Yemen’s war between Houthi rebels and political allies of ex-president Ali Abdullah Saleh continues to rage on.
On Monday, a suicide car bomb killed at least 71 people in the southern city of Aden.
Some 200 kilometres northwest lies what used to be considered the cultural capital of Yemen – Taiz.
A war-torn city almost unrecognizable nowadays.
Standing amongst the bomb-hit buildings and rubble is a makeshift dojo where 2003 national champion Hesham Al-Hulaibi and other of the city’s residents channel their frustration by continuing to practice the sport they love – Judo.
Al-Hulaibi who also trains the youngsters explained: “Sport is what makes me believe in my future, if I were to try to work, there’s no jobs.
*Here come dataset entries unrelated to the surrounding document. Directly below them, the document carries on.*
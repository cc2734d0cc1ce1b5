#![allow(dead_code)]

use client_core::SignalingClient;
use shared::{ClientEvent, RoomJoin, ServerEvent};
use signaling_server::{serve, AppState, SignalingServerConfig};
use std::time::Duration;
use tokio::net::TcpListener;
use tokio::sync::mpsc::UnboundedReceiver;

pub const RECV_TIMEOUT: Duration = Duration::from_secs(5);
pub const QUIET_PERIOD: Duration = Duration::from_millis(300);

pub struct TestRelay {
    pub url: String,
    pub state: AppState,
}

/// Starts a relay on an ephemeral loopback port.
pub async fn start_relay() -> TestRelay {
    start_relay_with(SignalingServerConfig::ephemeral()).await
}

pub async fn start_relay_with(config: SignalingServerConfig) -> TestRelay {
    let listener = TcpListener::bind("127.0.0.1:0").await.expect("bind relay");
    let addr = listener.local_addr().expect("relay address");
    let state = AppState::new(config);
    tokio::spawn(serve(listener, state.clone(), std::future::pending()));
    TestRelay {
        url: format!("ws://{addr}/ws"),
        state,
    }
}

pub struct Peer {
    pub client: SignalingClient,
    pub events: UnboundedReceiver<ServerEvent>,
}

impl Peer {
    pub async fn connect(relay: &TestRelay) -> Self {
        let (client, events) = SignalingClient::connect(&relay.url)
            .await
            .expect("connect to relay");
        Self { client, events }
    }

    pub fn send(&self, event: ClientEvent) {
        self.client.send(event).expect("send to relay");
    }

    pub fn join(&self, email: &str, room: &str) {
        self.send(ClientEvent::RoomJoin(RoomJoin {
            email: email.to_string(),
            room: room.to_string(),
        }));
    }

    pub async fn recv(&mut self) -> ServerEvent {
        tokio::time::timeout(RECV_TIMEOUT, self.events.recv())
            .await
            .expect("relay event within timeout")
            .expect("relay connection open")
    }

    /// Asserts nothing arrives for a short while.
    pub async fn expect_silence(&mut self) {
        if let Ok(Some(event)) = tokio::time::timeout(QUIET_PERIOD, self.events.recv()).await {
            panic!("unexpected event {event:?}");
        }
    }
}

/// Polls until the relay's registry holds `connections` live connections.
pub async fn wait_for_connections(relay: &TestRelay, connections: usize) {
    for _ in 0..100 {
        if relay.state.registry().stats().await.connections == connections {
            return;
        }
        tokio::time::sleep(Duration::from_millis(20)).await;
    }
    panic!("relay never reached {connections} connections");
}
Sport is a way we can express our frustration, all of us.”
Frontlines surround the city and indiscriminate shelling has brought residents to the brink of starvation.
Memories of a happier life are on show at the Judoka’s house, where he lives with his wife and two children.
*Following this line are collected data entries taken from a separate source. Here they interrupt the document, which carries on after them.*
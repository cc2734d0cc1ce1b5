//! WebSocket client for the signaling relay.

use futures_util::{SinkExt, StreamExt};
use shared::{ClientEvent, ProtocolError, ServerEvent};
use thiserror::Error;
use tokio::sync::{mpsc, oneshot};
use tokio::task::JoinHandle;
use tokio_tungstenite::{connect_async, tungstenite::Message};
use tracing::{debug, info, warn};

#[derive(Debug, Error)]
pub enum SignalingClientError {
    #[error("websocket error: {0}")]
    WebSocket(#[from] tokio_tungstenite::tungstenite::Error),
    #[error(transparent)]
    Protocol(#[from] ProtocolError),
    #[error("signaling connection closed")]
    Closed,
}

/// One live relay connection. Events from the relay arrive on the receiver
/// returned by [`SignalingClient::connect`].
#[derive(Debug)]
pub struct SignalingClient {
    outbound: mpsc::UnboundedSender<ClientEvent>,
    shutdown: Option<oneshot::Sender<()>>,
    writer: JoinHandle<()>,
    reader: JoinHandle<()>,
}

impl SignalingClient {
    /// Connects to the relay's WebSocket endpoint, e.g. `ws://127.0.0.1:8000/ws`.
    pub async fn connect(
        url: &str,
    ) -> Result<(Self, mpsc::UnboundedReceiver<ServerEvent>), SignalingClientError> {
        let (stream, _response) = connect_async(url).await?;
        info!(%url, "connected to signaling relay");
        let (mut sink, mut source) = stream.split();

        let (outbound_tx, mut outbound_rx) = mpsc::unbounded_channel::<ClientEvent>();
        let (inbound_tx, inbound_rx) = mpsc::unbounded_channel::<ServerEvent>();
        let (shutdown_tx, mut shutdown_rx) = oneshot::channel::<()>();

        let writer = tokio::spawn(async move {
            loop {
                tokio::select! {
                    event = outbound_rx.recv() => {
                        let Some(event) = event else { break };
                        let frame = match event.to_frame() {
                            Ok(frame) => frame,
                            Err(err) => {
                                warn!(error = %err, "failed to encode event");
                                continue;
                            }
                        };
                        if sink.send(Message::Text(frame)).await.is_err() {
                            return;
                        }
                    }
                    _ = &mut shutdown_rx => break,
                }
            }
            let _ = sink.send(Message::Close(None)).await;
        });

        let reader = tokio::spawn(async move {
            while let Some(message) = source.next().await {
                match message {
                    Ok(Message::Text(text)) => match ServerEvent::from_frame(&text) {
                        Ok(event) => {
                            if inbound_tx.send(event).is_err() {
                                break;
                            }
                        }
                        Err(err) => warn!(error = %err, "dropping malformed relay frame"),
                    },
                    Ok(Message::Close(_)) => break,
                    Ok(_) => {}
                    Err(err) => {
                        debug!(error = %err, "relay read failed");
                        break;
                    }
                }
            }
        });

        let client = Self {
            outbound: outbound_tx,
            shutdown: Some(shutdown_tx),
            writer,
            reader,
        };
        Ok((client, inbound_rx))
    }

    pub fn send(&self, event: ClientEvent) -> Result<(), SignalingClientError> {
        self.outbound
            .send(event)
            .map_err(|_| SignalingClientError::Closed)
    }

    /// Sender for components that emit events on their own, e.g. a call session.
    pub fn sender(&self) -> mpsc::UnboundedSender<ClientEvent> {
        self.outbound.clone()
    }

    /// Sends a close frame and waits for the connection to wind down.
    pub async fn close(mut self) {
        if let Some(shutdown) = self.shutdown.take() {
            let _ = shutdown.send(());
        }
        let _ = (&mut self.writer).await;
        let _ = (&mut self.reader).await;
    }
}

impl Drop for SignalingClient {
    fn drop(&mut self) {
        self.writer.abort();
        self.reader.abort();
    }
}
//! Call session actor: owns a [`Negotiator`] and applies commands one at a
//! time, in arrival order, so offer/answer application never races.

use crate::negotiation::{NegotiationError, NegotiationState, Negotiator, PeerLink, TrackId};
use shared::{ClientEvent, ServerEvent};
use tokio::sync::{mpsc, oneshot};
use tokio::task::JoinHandle;
use tracing::{debug, warn};

const SESSION_CHANNEL_BUFFER: usize = 64;

type Reply<T> = oneshot::Sender<Result<T, NegotiationError>>;

enum SessionCommand {
    Call { respond_to: Reply<()> },
    Accept { respond_to: Reply<()> },
    Reject { respond_to: Reply<()> },
    AttachTrack { track: TrackId, respond_to: Reply<()> },
    HangUp { respond_to: Reply<()> },
    Relay { event: ServerEvent },
    State { respond_to: oneshot::Sender<NegotiationState> },
}

/// Handle to a running call session.
#[derive(Clone, Debug)]
pub struct CallSessionHandle {
    sender: mpsc::Sender<SessionCommand>,
}

impl CallSessionHandle {
    pub async fn call(&self) -> Result<(), NegotiationError> {
        self.request(|respond_to| SessionCommand::Call { respond_to }).await
    }

    pub async fn accept(&self) -> Result<(), NegotiationError> {
        self.request(|respond_to| SessionCommand::Accept { respond_to }).await
    }

    pub async fn reject(&self) -> Result<(), NegotiationError> {
        self.request(|respond_to| SessionCommand::Reject { respond_to }).await
    }

    pub async fn attach_track(&self, track: impl Into<TrackId>) -> Result<(), NegotiationError> {
        let track = track.into();
        self.request(|respond_to| SessionCommand::AttachTrack { track, respond_to })
            .await
    }

    pub async fn hang_up(&self) -> Result<(), NegotiationError> {
        self.request(|respond_to| SessionCommand::HangUp { respond_to }).await
    }

    /// Queues an event received from the relay.
    pub async fn deliver(&self, event: ServerEvent) -> Result<(), NegotiationError> {
        self.sender
            .send(SessionCommand::Relay { event })
            .await
            .map_err(|_| NegotiationError::SessionClosed)
    }

    pub async fn state(&self) -> Result<NegotiationState, NegotiationError> {
        let (tx, rx) = oneshot::channel();
        self.sender
            .send(SessionCommand::State { respond_to: tx })
            .await
            .map_err(|_| NegotiationError::SessionClosed)?;
        rx.await.map_err(|_| NegotiationError::SessionClosed)
    }

    async fn request<F>(&self, build: F) -> Result<(), NegotiationError>
    where
        F: FnOnce(Reply<()>) -> SessionCommand,
    {
        let (tx, rx) = oneshot::channel();
        self.sender
            .send(build(tx))
            .await
            .map_err(|_| NegotiationError::SessionClosed)?;
        rx.await.map_err(|_| NegotiationError::SessionClosed)?
    }
}

pub struct CallSession<L> {
    negotiator: Negotiator<L>,
    receiver: mpsc::Receiver<SessionCommand>,
    outbound: mpsc::UnboundedSender<ClientEvent>,
}

impl<L: PeerLink + 'static> CallSession<L> {
    /// Spawns the session. Events for the relay are written to `outbound`.
    pub fn spawn(
        link: L,
        outbound: mpsc::UnboundedSender<ClientEvent>,
    ) -> (CallSessionHandle, JoinHandle<()>) {
        let (sender, receiver) = mpsc::channel(SESSION_CHANNEL_BUFFER);
        let session = Self {
            negotiator: Negotiator::new(link),
            receiver,
            outbound,
        };
        let task = tokio::spawn(session.run());
        (CallSessionHandle { sender }, task)
    }

    async fn run(mut self) {
        while let Some(command) = self.receiver.recv().await {
            match command {
                SessionCommand::Call { respond_to } => {
                    let result = self.negotiator.call().await;
                    self.reply(result, respond_to);
                }
                SessionCommand::Accept { respond_to } => {
                    let result = self.negotiator.accept().await;
                    self.reply(result, respond_to);
                }
                SessionCommand::Reject { respond_to } => {
                    let _ = respond_to.send(self.negotiator.reject());
                }
                SessionCommand::AttachTrack { track, respond_to } => {
                    let result = self.negotiator.attach_track(track).await;
                    self.reply(result, respond_to);
                }
                SessionCommand::HangUp { respond_to } => {
                    let result = Ok(self.negotiator.hang_up().into_iter().collect());
                    self.reply(result, respond_to);
                }
                SessionCommand::Relay { event } => {
                    let name = event.name();
                    let from = event.sender();
                    match self.negotiator.handle(event).await {
                        Ok(outbound) => self.emit(outbound),
                        Err(err) => {
                            warn!(event = name, ?from, error = %err, "ignoring relay event")
                        }
                    }
                }
                SessionCommand::State { respond_to } => {
                    let _ = respond_to.send(self.negotiator.state());
                }
            }
        }
        debug!("call session stopped");
    }

    fn reply(&self, result: Result<Vec<ClientEvent>, NegotiationError>, respond_to: Reply<()>) {
        let result = result.map(|outbound| self.emit(outbound));
        let _ = respond_to.send(result);
    }

    fn emit(&self, outbound: Vec<ClientEvent>) {
        for event in outbound {
            if self.outbound.send(event).is_err() {
                warn!("signaling channel closed, dropping outbound event");
            }
        }
    }
}

/// Feeds relay events into the session until either side goes away.
pub fn pump(
    handle: CallSessionHandle,
    mut inbound: mpsc::UnboundedReceiver<ServerEvent>,
) -> JoinHandle<()> {
    tokio::spawn(async move {
        while let Some(event) = inbound.recv().await {
            if handle.deliver(event).await.is_err() {
                break;
            }
        }
    })
}

#[cfg(test)]
mod tests {
    use super::*;
    use crate::memory::MemoryLink;
    use shared::Description;
    use uuid::Uuid;

    #[tokio::test]
    async fn test_session_emits_offer_after_peer_joins() {
        let (tx, mut rx) = mpsc::unbounded_channel();
        let (handle, _task) = CallSession::spawn(MemoryLink::new(), tx);
        let peer = Uuid::new_v4();

        assert!(matches!(handle.call().await, Err(NegotiationError::NoRemotePeer)));

        handle
            .deliver(ServerEvent::UserJoined {
                email: "b@x.com".to_string(),
                id: peer,
            })
            .await
            .expect("deliver");
        handle.call().await.expect("call");

        assert!(matches!(rx.recv().await, Some(ClientEvent::UserCall { to, .. }) if to == peer));
        assert_eq!(handle.state().await.expect("state"), NegotiationState::Offering);
    }

    #[tokio::test]
    async fn test_invalid_relay_event_does_not_stop_session() {
        let (tx, mut rx) = mpsc::unbounded_channel();
        let (handle, _task) = CallSession::spawn(MemoryLink::new(), tx);
        let peer = Uuid::new_v4();

        // Not offering, so an answer is out of place.
        handle
            .deliver(ServerEvent::CallAccepted {
                from: peer,
                ans: Description::new("stray"),
            })
            .await
            .expect("deliver");
        assert_eq!(handle.state().await.expect("state"), NegotiationState::Idle);

        handle
            .deliver(ServerEvent::IncomingCall {
                from: peer,
                offer: Description::new(serde_json::json!({"type": "offer", "version": 1, "tracks": []})),
            })
            .await
            .expect("deliver");
        handle.accept().await.expect("accept");
        assert!(matches!(rx.recv().await, Some(ClientEvent::CallAccepted { to, .. }) if to == peer));
    }

    #[tokio::test]
    async fn test_hang_up_twice_sends_once() {
        let (tx, mut rx) = mpsc::unbounded_channel();
        let (handle, _task) = CallSession::spawn(MemoryLink::new(), tx);
        let peer = Uuid::new_v4();
        handle
            .deliver(ServerEvent::UserJoined {
                email: "b@x.com".to_string(),
                id: peer,
            })
            .await
            .expect("deliver");

        handle.hang_up().await.expect("hang up");
        handle.hang_up().await.expect("hang up again");
        assert_eq!(handle.state().await.expect("state"), NegotiationState::Ended);

        drop(handle);
        assert_eq!(rx.recv().await, Some(ClientEvent::CallEnded { to: peer }));
        assert_eq!(rx.recv().await, None);
    }
}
Judo medals and trophies are testament to Al Hulaibi’s former glories, while photo albums are also on hand to help remember better times.
But remembering an increasingly distant past is quickly replaced by the reality of life in Yemen today.
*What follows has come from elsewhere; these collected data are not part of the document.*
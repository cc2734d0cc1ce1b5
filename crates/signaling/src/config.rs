use std::{
    env,
    net::{IpAddr, Ipv4Addr, SocketAddr},
};

const DEFAULT_LISTEN_PORT: u16 = 8000;
const DEFAULT_PUBLIC_URL: &str = "http://127.0.0.1:8000";
const DEFAULT_MAX_MESSAGE_BYTES: usize = 64 * 1024;

#[derive(Debug, Clone)]
pub struct SignalingServerConfig {
    pub listen_addr: SocketAddr,
    pub public_base_url: String,
    /// Upper bound for a single inbound WebSocket message. Offers with many
    /// candidates stay well below this.
    pub max_message_bytes: usize,
}

impl SignalingServerConfig {
    pub fn from_env() -> anyhow::Result<Self> {
        Self::from_lookup(|key| env::var(key).ok())
    }

    /// Builds the configuration from `lookup`, falling back per setting when a
    /// value is missing or unparsable.
    fn from_lookup(lookup: impl Fn(&str) -> Option<String>) -> anyhow::Result<Self> {
        let listen_port = lookup("SIGNALING_PORT")
            .and_then(|raw| raw.parse::<u16>().ok())
            .unwrap_or(DEFAULT_LISTEN_PORT);

        let listen_addr = lookup("SIGNALING_ADDR")
            .and_then(|raw| raw.parse::<IpAddr>().ok())
            .map(|ip| SocketAddr::new(ip, listen_port))
            .unwrap_or(SocketAddr::new(IpAddr::V4(Ipv4Addr::LOCALHOST), listen_port));

        let public_base_url =
            lookup("SIGNALING_PUBLIC_URL").unwrap_or_else(|| DEFAULT_PUBLIC_URL.to_string());

        let max_message_bytes = lookup("SIGNALING_MAX_MESSAGE_BYTES")
            .and_then(|raw| raw.parse::<usize>().ok())
            .filter(|bytes| *bytes > 0)
            .unwrap_or(DEFAULT_MAX_MESSAGE_BYTES);

        Ok(Self {
            listen_addr,
            public_base_url,
            max_message_bytes,
        })
    }

    /// Configuration bound to loopback on an OS-assigned port.
    pub fn ephemeral() -> Self {
        Self {
            listen_addr: SocketAddr::new(IpAddr::V4(Ipv4Addr::LOCALHOST), 0),
            ..Self::fallback()
        }
    }

    fn fallback() -> Self {
        Self {
            listen_addr: SocketAddr::new(IpAddr::V4(Ipv4Addr::LOCALHOST), DEFAULT_LISTEN_PORT),
            public_base_url: DEFAULT_PUBLIC_URL.to_string(),
            max_message_bytes: DEFAULT_MAX_MESSAGE_BYTES,
        }
    }
}

impl Default for SignalingServerConfig {
    fn default() -> Self {
        Self::from_env().unwrap_or_else(|_| Self::fallback())
    }
}
//! In-process [`PeerLink`] whose descriptions simply list the attached tracks.
//!
//! Used for headless endpoints and tests: after a negotiation converges, each
//! side's [`MemoryLink::remote_tracks`] equals the other side's local tracks.
//! Like a real peer connection it refuses a remote offer while its own offer
//! is unanswered.

use crate::negotiation::{PeerLink, TrackId};
use anyhow::Context as _;
use async_trait::async_trait;
use serde::{Deserialize, Serialize};
use shared::Description;
use std::sync::{Arc, Mutex, MutexGuard};

#[derive(Debug, Clone, Serialize, Deserialize)]
struct TrackListing {
    #[serde(rename = "type")]
    kind: String,
    version: u64,
    tracks: Vec<TrackId>,
}

#[derive(Debug, Default)]
struct LinkState {
    local_tracks: Vec<TrackId>,
    remote_tracks: Vec<TrackId>,
    version: u64,
    offer_pending: bool,
    closed: bool,
}

/// Cloning yields another handle to the same link, so a test can keep one
/// while the session owns the other.
#[derive(Debug, Clone, Default)]
pub struct MemoryLink {
    inner: Arc<Mutex<LinkState>>,
}

impl MemoryLink {
    pub fn new() -> Self {
        Self::default()
    }

    pub fn local_tracks(&self) -> Vec<TrackId> {
        self.lock().local_tracks.clone()
    }

    pub fn remote_tracks(&self) -> Vec<TrackId> {
        self.lock().remote_tracks.clone()
    }

    pub fn is_closed(&self) -> bool {
        self.lock().closed
    }

    fn lock(&self) -> MutexGuard<'_, LinkState> {
        self.inner.lock().unwrap_or_else(|poisoned| poisoned.into_inner())
    }

    fn describe(&self, kind: &str) -> anyhow::Result<Description> {
        let mut state = self.lock();
        if state.closed {
            anyhow::bail!("link closed");
        }
        state.version += 1;
        let listing = TrackListing {
            kind: kind.to_string(),
            version: state.version,
            tracks: state.local_tracks.clone(),
        };
        Ok(Description(serde_json::to_value(listing)?))
    }

    fn apply_remote(&self, description: &Description, expected: &str) -> anyhow::Result<()> {
        let listing: TrackListing = serde_json::from_value(description.0.clone())
            .context("remote description is not a track listing")?;
        if listing.kind != expected {
            anyhow::bail!("expected {expected}, got {}", listing.kind);
        }
        let mut state = self.lock();
        if state.closed {
            anyhow::bail!("link closed");
        }
        state.remote_tracks = listing.tracks;
        Ok(())
    }
}

#[async_trait]
impl PeerLink for MemoryLink {
    async fn create_offer(&mut self) -> anyhow::Result<Description> {
        let offer = self.describe("offer")?;
        self.lock().offer_pending = true;
        Ok(offer)
    }

    async fn create_answer(&mut self, offer: &Description) -> anyhow::Result<Description> {
        if self.lock().offer_pending {
            anyhow::bail!("remote offer while a local offer is pending");
        }
        self.apply_remote(offer, "offer")?;
        self.describe("answer")
    }

    async fn apply_answer(&mut self, answer: &Description) -> anyhow::Result<()> {
        if !self.lock().offer_pending {
            anyhow::bail!("answer without a pending local offer");
        }
        self.apply_remote(answer, "answer")?;
        self.lock().offer_pending = false;
        Ok(())
    }

    async fn rollback(&mut self) -> anyhow::Result<()> {
        let mut state = self.lock();
        if !state.offer_pending {
            anyhow::bail!("nothing to roll back");
        }
        state.offer_pending = false;
        Ok(())
    }

    fn add_track(&mut self, track: &TrackId) -> bool {
        let mut state = self.lock();
        if state.closed || state.local_tracks.contains(track) {
            return false;
        }
        state.local_tracks.push(track.clone());
        true
    }

    fn close(&mut self) {
        let mut state = self.lock();
        state.closed = true;
        state.local_tracks.clear();
        state.remote_tracks.clear();
    }
}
Thousands of lives have been lost in the war and understandably Al-Hulaibi has had to put his daily survival above his sports career.
Al-Hulaibi said: “One doesn’t know how to organise his time these days, you’re trying to make your daily bread how can you manage to practice sports?”
Despite being surrounded by death and destruction, Al-Hulaibi still finds the time and motivation to train on his building’s rooftop, where he keeps in shape courtesy of home made gym equipment.
And whilst pleas for international aid organisations to deliver critical supplies grow louder, Al Hulaibi and many others’ fight for survival goes on.